Stored dataset items:
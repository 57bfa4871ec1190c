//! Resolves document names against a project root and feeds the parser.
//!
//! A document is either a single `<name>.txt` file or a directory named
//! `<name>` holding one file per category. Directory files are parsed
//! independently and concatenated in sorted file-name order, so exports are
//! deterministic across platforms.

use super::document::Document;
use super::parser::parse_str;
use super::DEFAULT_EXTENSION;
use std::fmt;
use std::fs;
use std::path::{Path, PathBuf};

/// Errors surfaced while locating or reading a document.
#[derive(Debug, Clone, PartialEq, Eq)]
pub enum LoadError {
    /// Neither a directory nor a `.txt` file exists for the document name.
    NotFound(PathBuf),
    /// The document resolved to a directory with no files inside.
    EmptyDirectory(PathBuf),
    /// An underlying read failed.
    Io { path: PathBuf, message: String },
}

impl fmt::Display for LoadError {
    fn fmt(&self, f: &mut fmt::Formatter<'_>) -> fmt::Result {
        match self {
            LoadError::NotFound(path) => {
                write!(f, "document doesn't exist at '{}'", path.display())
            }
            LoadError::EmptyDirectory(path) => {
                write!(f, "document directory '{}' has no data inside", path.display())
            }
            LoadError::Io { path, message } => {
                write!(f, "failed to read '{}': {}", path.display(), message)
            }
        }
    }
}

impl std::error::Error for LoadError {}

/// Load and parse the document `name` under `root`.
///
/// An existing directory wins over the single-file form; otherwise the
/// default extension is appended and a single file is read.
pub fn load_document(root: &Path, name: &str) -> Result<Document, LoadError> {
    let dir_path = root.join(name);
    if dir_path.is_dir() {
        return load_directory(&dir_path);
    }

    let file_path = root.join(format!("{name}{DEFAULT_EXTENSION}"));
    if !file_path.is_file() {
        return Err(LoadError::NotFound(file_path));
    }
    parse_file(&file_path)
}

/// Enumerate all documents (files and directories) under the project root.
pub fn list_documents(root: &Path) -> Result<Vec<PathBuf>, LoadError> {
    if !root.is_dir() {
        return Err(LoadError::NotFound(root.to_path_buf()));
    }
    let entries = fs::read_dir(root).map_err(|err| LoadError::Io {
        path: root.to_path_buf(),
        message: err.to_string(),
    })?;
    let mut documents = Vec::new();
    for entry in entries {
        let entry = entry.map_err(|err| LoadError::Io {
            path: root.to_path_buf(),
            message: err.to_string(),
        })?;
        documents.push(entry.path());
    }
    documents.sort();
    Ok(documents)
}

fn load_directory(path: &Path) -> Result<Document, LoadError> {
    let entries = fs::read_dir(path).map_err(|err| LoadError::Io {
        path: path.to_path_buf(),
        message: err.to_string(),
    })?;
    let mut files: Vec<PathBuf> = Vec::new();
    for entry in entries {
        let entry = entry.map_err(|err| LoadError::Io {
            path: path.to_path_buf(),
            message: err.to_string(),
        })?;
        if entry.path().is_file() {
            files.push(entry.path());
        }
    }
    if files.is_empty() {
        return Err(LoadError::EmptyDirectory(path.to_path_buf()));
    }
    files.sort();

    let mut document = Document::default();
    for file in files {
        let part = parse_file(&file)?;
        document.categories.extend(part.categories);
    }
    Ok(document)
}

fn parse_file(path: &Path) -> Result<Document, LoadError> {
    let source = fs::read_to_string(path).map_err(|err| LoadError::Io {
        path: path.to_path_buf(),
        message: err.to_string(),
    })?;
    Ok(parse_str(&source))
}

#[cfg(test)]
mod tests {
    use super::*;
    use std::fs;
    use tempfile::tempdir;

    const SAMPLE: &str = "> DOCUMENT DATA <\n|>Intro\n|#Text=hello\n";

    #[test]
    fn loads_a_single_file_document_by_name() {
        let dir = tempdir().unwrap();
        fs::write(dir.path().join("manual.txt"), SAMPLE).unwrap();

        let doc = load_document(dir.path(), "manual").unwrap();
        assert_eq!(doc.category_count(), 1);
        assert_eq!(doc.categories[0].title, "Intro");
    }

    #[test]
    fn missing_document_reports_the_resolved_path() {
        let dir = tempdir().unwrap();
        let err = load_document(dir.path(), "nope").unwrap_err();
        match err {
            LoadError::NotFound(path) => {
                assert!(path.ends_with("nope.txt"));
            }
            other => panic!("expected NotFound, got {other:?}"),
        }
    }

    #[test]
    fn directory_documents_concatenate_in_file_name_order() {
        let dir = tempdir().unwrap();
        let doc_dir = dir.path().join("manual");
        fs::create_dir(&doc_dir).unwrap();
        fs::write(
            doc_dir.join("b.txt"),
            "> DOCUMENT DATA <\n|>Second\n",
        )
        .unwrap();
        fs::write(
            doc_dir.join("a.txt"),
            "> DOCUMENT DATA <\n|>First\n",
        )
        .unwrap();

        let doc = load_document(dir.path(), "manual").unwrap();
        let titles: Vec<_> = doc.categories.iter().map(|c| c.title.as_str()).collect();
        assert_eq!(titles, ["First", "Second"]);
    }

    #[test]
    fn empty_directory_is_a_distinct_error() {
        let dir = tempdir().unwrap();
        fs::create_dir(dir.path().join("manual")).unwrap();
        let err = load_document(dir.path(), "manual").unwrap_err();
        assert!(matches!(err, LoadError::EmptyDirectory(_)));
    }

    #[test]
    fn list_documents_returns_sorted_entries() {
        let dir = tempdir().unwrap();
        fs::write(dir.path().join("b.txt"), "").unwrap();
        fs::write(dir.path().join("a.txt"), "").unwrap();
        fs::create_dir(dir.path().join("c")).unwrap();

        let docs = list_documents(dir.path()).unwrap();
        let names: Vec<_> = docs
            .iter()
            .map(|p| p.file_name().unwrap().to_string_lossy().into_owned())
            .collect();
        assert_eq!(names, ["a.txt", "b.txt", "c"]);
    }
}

> _BRIEF_
What lines in the data hold the word "push"? Return them.

> _REPLY_
        documents.push(entry.path());
            files.push(entry.path());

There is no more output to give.